Born July 28, 1915 in Greenville, South Carolina, Dr. Townes graduated with highest honors from Furman University in 1935, earning a bachelor of science degree in physics and a bachelor of arts degree in modern languages. He completed a master's degree at Duke University and in 1939 received the Ph.D. degree at the California Institute of Technology. He was a staff member of the Bell Telephone Laboratories 1939-1947, Associate Professor and Professor at Columbia University 1948-1961, Vice President and Director of Research at the Institute for Defense Analysis 1959-1961, Provost and Professor of Physics at the Massachusetts Institute of Technology 1961-1965, and became University Professor of Physics at the University of California, Berkeley in 1967.

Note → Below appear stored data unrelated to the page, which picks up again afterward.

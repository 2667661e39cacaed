//! Host-side services module
//! 
//! This module contains the clock-offset (time sync) service and the
//! notification channel that countdown alerts are routed to.

pub mod notification;
pub mod time_sync;

// Re-export main types
pub use notification::*;
pub use time_sync::*;
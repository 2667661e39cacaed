//! API request and response structures

use chrono::{DateTime, Utc};
use serde::{Deserialize, Serialize};

use crate::{services::Notification, state::TimerState};

/// Body of POST /countdown
#[derive(Debug, Clone, Serialize, Deserialize)]
pub struct StartCountdownRequest {
    /// Epoch milliseconds the countdown is measured from; defaults to now
    pub reference_started_time_ms: Option<i64>,
    /// Signed so that negative values can be rejected explicitly
    pub duration_seconds: i64,
}

/// Body of PUT /time-sync: either an offset or a server timestamp
#[derive(Debug, Clone, Serialize, Deserialize)]
#[serde(untagged)]
pub enum TimeSyncRequest {
    Offset { offset_ms: i64 },
    ServerTime { server_time_ms: i64 },
}

/// API response structure for countdown control endpoints
#[derive(Debug, Clone, Serialize, Deserialize)]
pub struct CountdownResponse {
    pub status: String,
    pub message: String,
    pub timestamp: DateTime<Utc>,
    pub timer: TimerState,
    pub remaining_label: Option<String>,
}

impl CountdownResponse {
    /// Create a new countdown response
    pub fn new(status: String, message: String, timer: TimerState) -> Self {
        let remaining_label = timer.remaining_seconds().map(crate::utils::remaining_time_label);
        Self {
            status,
            message,
            timestamp: Utc::now(),
            timer,
            remaining_label,
        }
    }

    /// Create a running response
    pub fn running(message: String, timer: TimerState) -> Self {
        Self::new("running".to_string(), message, timer)
    }

    /// Create an ended response
    pub fn ended(message: String, timer: TimerState) -> Self {
        Self::new("ended".to_string(), message, timer)
    }

    /// Create an idle response
    pub fn idle(message: String, timer: TimerState) -> Self {
        Self::new("idle".to_string(), message, timer)
    }
}

/// Clock offset response
#[derive(Debug, Clone, Serialize, Deserialize)]
pub struct TimeSyncResponse {
    pub offset_ms: i64,
    pub timestamp: DateTime<Utc>,
}

impl TimeSyncResponse {
    pub fn new(offset_ms: i64) -> Self {
        Self {
            offset_ms,
            timestamp: Utc::now(),
        }
    }
}

/// Status response with timer information
#[derive(Debug, Clone, Serialize, Deserialize)]
pub struct StatusResponse {
    pub timer: TimerState,
    pub remaining_label: Option<String>,
    pub clock_offset_ms: i64,
    pub alert_thresholds_minutes: Vec<u32>,
    pub notifications: Vec<Notification>,
    pub uptime: String,
    pub port: u16,
    pub host: String,
    pub last_action: Option<String>,
    pub last_action_time: Option<DateTime<Utc>>,
}

/// Health check response
#[derive(Debug, Clone, Serialize, Deserialize)]
pub struct HealthResponse {
    pub status: String,
    pub timestamp: DateTime<Utc>,
    pub version: String,
}

impl HealthResponse {
    /// Create a new health response
    pub fn ok() -> Self {
        Self {
            status: "ok".to_string(),
            timestamp: Utc::now(),
            version: env!("CARGO_PKG_VERSION").to_string(),
        }
    }
}
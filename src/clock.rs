//! Wall clock and clock-offset capabilities used by the countdown engine

use std::sync::atomic::{AtomicI64, Ordering};

use chrono::Utc;
use tokio::sync::watch;

/// Source of the local wall-clock time in epoch milliseconds
pub trait Clock: Send + Sync {
    fn now_ms(&self) -> i64;
}

/// The system wall clock
#[derive(Debug, Clone, Copy, Default)]
pub struct SystemClock;

impl Clock for SystemClock {
    fn now_ms(&self) -> i64 {
        Utc::now().timestamp_millis()
    }
}

/// A clock that only moves when told to
#[derive(Debug, Default)]
pub struct ManualClock {
    now_ms: AtomicI64,
}

impl ManualClock {
    pub fn new(now_ms: i64) -> Self {
        Self {
            now_ms: AtomicI64::new(now_ms),
        }
    }

    pub fn set(&self, now_ms: i64) {
        self.now_ms.store(now_ms, Ordering::SeqCst);
    }

    pub fn advance(&self, delta_ms: i64) {
        self.now_ms.fetch_add(delta_ms, Ordering::SeqCst);
    }
}

impl Clock for ManualClock {
    fn now_ms(&self) -> i64 {
        self.now_ms.load(Ordering::SeqCst)
    }
}

/// Live correction (in milliseconds) added to the local clock to approximate
/// server time.
///
/// Without a source the offset is 0. If the source goes away, the last value
/// it published keeps being used.
#[derive(Debug, Clone, Default)]
pub struct ClockOffset {
    source: Option<watch::Receiver<i64>>,
    last_ms: i64,
}

impl ClockOffset {
    /// No correction
    pub fn none() -> Self {
        Self::default()
    }

    /// A constant correction that never changes
    pub fn fixed(offset_ms: i64) -> Self {
        Self {
            source: None,
            last_ms: offset_ms,
        }
    }

    /// Current offset, marking it as seen
    pub fn current(&mut self) -> i64 {
        if let Some(rx) = self.source.as_mut() {
            self.last_ms = *rx.borrow_and_update();
        }
        self.last_ms
    }

    /// Wait for the next offset update.
    ///
    /// Returns `None` once when the source is dropped; after that (or when
    /// there never was a source) the future never resolves.
    pub async fn changed(&mut self) -> Option<i64> {
        let Some(rx) = self.source.as_mut() else {
            return std::future::pending().await;
        };

        if rx.changed().await.is_err() {
            self.last_ms = *rx.borrow();
            self.source = None;
            return None;
        }

        self.last_ms = *rx.borrow_and_update();
        Some(self.last_ms)
    }
}

impl From<watch::Receiver<i64>> for ClockOffset {
    fn from(rx: watch::Receiver<i64>) -> Self {
        let last_ms = *rx.borrow();
        Self {
            source: Some(rx),
            last_ms,
        }
    }
}

#[cfg(test)]
mod tests {
    use super::*;

    #[test]
    fn manual_clock_moves_only_when_told() {
        let clock = ManualClock::new(1_000);
        assert_eq!(clock.now_ms(), 1_000);

        clock.advance(250);
        assert_eq!(clock.now_ms(), 1_250);

        clock.set(-5);
        assert_eq!(clock.now_ms(), -5);
    }

    #[test]
    fn missing_offset_defaults_to_zero() {
        let mut offset = ClockOffset::none();
        assert_eq!(offset.current(), 0);
    }

    #[tokio::test]
    async fn offset_follows_its_source() {
        let (tx, rx) = watch::channel(0i64);
        let mut offset = ClockOffset::from(rx);
        assert_eq!(offset.current(), 0);

        tx.send(1_500).unwrap();
        assert_eq!(offset.changed().await, Some(1_500));
        assert_eq!(offset.current(), 1_500);
    }

    #[tokio::test]
    async fn dropped_source_keeps_last_value() {
        let (tx, rx) = watch::channel(-300i64);
        let mut offset = ClockOffset::from(rx);
        drop(tx);

        assert_eq!(offset.changed().await, None);
        assert_eq!(offset.current(), -300);

        let still_waiting = tokio::time::timeout(
            std::time::Duration::from_millis(10),
            offset.changed(),
        )
        .await;
        assert!(still_waiting.is_err());
    }

    #[tokio::test]
    async fn fixed_offset_never_changes() {
        let mut offset = ClockOffset::fixed(42);
        assert_eq!(offset.current(), 42);

        let changed = tokio::time::timeout(
            std::time::Duration::from_millis(10),
            offset.changed(),
        )
        .await;
        assert!(changed.is_err());
        assert_eq!(offset.current(), 42);
    }
}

Dr. Townes's principal scientific work is in microwave spectroscopy, nuclear and molecular structure, quantum electronics, radio astronomy, and infrared astronomy; he is presently most active in the latter two fields. He has the fundamental patent on masers, and with A.L.Schawlow, the basic patent on lasers. In addition to the Nobel Prize, he has received a number of awards and honors, including membership in the National Academy of Sciences and in the Royal Society of London, the National Academy of Sciences' Comstock Prize and the John J. Carty Medal, the Rumford Premium of the American Academy of Arts and Sciences, the Stuart Ballentine Medal of the Franklin Institute (twice), and the C.E.K. Mees Medal of the Optical Society of America, and the Medal of Honor of the Institute of Electrical and Electronics Engineers, the Plyler Prize of the American Physical Society, NASA's Distinguished Public Service Medal, the Thomas Young Medal and Prize of the Institute of Physics and the Physical Society (England), the Wilhelm Exner Award (Austria), the 1979 Niels Bohr International Gold Medal, membership in the National Inventors Hall of Fame, South Carolina Hall of Fame, Engineering and Science Hall of Fame, the National Medal of Science, as well as honorary degrees from twenty-five colleges and universities.